[Available data — start]

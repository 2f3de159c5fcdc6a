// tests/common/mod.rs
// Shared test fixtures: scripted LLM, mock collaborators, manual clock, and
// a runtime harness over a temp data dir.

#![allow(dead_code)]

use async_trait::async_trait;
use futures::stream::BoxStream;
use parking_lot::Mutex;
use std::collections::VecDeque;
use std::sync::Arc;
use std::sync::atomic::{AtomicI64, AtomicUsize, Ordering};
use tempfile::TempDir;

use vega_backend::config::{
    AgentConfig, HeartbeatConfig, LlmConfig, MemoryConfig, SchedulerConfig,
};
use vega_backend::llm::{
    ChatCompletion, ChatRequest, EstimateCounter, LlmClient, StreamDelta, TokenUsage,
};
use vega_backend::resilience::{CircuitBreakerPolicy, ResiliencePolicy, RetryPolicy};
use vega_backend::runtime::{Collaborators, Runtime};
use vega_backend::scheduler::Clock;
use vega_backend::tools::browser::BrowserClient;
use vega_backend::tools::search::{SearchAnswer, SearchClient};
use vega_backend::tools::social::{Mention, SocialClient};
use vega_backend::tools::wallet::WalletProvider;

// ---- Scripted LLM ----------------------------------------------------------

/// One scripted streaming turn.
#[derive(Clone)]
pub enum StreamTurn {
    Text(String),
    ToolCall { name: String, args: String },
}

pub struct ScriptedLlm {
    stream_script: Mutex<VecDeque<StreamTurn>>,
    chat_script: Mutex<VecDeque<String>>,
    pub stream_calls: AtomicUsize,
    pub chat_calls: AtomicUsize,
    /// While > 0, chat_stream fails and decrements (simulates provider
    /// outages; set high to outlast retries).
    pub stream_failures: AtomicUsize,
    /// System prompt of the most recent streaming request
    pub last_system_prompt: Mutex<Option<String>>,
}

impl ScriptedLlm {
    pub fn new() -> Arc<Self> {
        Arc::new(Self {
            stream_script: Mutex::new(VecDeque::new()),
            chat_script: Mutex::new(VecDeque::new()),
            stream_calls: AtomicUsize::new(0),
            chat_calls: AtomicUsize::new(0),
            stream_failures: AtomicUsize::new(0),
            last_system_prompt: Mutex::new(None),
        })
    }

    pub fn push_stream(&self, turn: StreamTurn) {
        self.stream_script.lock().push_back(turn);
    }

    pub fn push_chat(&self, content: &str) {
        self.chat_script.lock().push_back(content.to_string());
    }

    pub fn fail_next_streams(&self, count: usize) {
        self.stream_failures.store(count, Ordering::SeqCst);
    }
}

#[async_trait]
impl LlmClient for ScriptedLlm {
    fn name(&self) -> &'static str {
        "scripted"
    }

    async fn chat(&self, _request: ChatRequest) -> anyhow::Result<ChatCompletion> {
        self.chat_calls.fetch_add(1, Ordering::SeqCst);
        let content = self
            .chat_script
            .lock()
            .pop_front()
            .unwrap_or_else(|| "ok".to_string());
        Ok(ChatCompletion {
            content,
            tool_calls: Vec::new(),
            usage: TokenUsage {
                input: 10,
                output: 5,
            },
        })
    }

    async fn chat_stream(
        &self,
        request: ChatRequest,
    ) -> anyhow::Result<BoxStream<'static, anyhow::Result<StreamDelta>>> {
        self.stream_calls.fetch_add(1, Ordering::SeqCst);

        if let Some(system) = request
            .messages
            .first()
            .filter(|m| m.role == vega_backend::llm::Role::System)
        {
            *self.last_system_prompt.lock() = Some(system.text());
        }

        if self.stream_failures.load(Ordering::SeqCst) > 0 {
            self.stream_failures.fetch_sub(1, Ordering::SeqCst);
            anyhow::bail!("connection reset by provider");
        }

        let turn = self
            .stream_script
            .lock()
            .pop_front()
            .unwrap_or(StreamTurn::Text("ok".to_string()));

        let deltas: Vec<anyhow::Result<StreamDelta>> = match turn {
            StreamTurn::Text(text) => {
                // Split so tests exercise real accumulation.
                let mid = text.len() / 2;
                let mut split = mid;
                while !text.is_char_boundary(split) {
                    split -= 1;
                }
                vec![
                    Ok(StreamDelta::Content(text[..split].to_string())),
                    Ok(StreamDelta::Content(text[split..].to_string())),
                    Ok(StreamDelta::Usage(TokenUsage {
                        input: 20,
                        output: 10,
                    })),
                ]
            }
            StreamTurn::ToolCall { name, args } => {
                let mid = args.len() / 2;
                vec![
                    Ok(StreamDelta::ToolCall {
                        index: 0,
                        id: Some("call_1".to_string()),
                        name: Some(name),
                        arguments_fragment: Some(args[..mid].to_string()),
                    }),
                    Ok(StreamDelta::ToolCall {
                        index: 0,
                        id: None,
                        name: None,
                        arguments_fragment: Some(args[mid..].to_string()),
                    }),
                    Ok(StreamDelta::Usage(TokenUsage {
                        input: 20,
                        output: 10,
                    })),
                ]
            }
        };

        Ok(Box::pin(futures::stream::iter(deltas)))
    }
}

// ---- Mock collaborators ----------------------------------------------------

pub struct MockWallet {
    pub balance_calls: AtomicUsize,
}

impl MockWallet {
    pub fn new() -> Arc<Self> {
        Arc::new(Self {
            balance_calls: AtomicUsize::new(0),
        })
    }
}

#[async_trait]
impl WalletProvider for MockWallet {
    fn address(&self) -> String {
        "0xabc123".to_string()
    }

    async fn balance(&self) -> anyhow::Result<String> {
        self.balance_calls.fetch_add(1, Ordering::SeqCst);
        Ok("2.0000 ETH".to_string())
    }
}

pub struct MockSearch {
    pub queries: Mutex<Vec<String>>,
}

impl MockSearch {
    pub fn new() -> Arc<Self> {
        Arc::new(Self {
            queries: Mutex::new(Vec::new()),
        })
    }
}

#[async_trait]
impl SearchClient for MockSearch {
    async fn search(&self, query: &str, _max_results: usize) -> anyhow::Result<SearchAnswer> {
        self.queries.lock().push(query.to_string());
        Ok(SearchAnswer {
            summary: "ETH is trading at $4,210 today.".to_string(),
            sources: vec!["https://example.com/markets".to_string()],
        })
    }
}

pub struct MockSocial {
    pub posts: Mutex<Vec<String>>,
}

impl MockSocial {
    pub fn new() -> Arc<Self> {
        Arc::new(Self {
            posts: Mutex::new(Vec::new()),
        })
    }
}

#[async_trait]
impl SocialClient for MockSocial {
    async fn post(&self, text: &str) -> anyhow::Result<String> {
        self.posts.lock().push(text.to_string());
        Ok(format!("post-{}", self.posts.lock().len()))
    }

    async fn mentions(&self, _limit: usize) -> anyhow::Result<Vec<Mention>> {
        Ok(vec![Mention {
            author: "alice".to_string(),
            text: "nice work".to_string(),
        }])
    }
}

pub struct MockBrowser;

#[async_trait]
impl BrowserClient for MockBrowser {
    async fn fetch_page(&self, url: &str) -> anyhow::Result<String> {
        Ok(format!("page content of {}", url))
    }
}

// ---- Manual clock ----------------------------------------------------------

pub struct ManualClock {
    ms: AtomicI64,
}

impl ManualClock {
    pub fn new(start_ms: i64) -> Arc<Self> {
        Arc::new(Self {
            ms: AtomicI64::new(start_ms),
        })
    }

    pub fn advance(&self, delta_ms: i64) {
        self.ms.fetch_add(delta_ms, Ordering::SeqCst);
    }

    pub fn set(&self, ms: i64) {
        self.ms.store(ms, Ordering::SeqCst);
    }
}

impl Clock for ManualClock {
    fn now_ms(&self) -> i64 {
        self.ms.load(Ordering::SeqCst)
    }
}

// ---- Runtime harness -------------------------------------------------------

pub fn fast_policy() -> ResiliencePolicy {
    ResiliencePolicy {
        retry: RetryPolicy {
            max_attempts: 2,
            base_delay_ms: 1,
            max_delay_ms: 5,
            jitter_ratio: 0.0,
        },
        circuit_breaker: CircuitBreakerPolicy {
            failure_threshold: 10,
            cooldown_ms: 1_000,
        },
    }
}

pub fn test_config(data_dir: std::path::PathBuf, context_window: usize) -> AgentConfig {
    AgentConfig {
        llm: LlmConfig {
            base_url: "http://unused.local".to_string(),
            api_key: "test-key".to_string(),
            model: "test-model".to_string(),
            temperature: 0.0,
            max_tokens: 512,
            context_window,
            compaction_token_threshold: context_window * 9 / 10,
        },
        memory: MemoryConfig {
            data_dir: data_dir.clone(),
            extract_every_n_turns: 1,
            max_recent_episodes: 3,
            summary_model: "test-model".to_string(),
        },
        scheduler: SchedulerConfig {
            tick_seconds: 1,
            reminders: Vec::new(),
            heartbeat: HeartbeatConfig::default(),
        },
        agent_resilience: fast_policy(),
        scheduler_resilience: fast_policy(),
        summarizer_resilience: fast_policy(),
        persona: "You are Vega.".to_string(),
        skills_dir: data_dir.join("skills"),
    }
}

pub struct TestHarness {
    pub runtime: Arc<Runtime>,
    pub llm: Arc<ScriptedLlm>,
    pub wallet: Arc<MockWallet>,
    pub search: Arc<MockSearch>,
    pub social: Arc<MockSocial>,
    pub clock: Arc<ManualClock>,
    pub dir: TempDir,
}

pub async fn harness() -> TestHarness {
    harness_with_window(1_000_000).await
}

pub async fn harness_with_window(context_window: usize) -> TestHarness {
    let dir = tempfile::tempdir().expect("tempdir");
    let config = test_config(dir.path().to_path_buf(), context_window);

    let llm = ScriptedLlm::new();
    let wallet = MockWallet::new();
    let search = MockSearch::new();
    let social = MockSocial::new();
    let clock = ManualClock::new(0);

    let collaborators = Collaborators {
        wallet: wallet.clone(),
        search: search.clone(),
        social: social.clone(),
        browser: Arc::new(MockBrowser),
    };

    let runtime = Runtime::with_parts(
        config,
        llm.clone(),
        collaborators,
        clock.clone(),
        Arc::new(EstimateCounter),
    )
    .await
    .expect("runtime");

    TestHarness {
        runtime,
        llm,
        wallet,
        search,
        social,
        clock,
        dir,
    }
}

[Available data — finish]

Problem statement - Pull out every line of the entries that includes the word "MockSocial".

Answer to this problem -
pub struct MockSocial {
impl MockSocial {
impl SocialClient for MockSocial {
    pub social: Arc<MockSocial>,
    let social = MockSocial::new();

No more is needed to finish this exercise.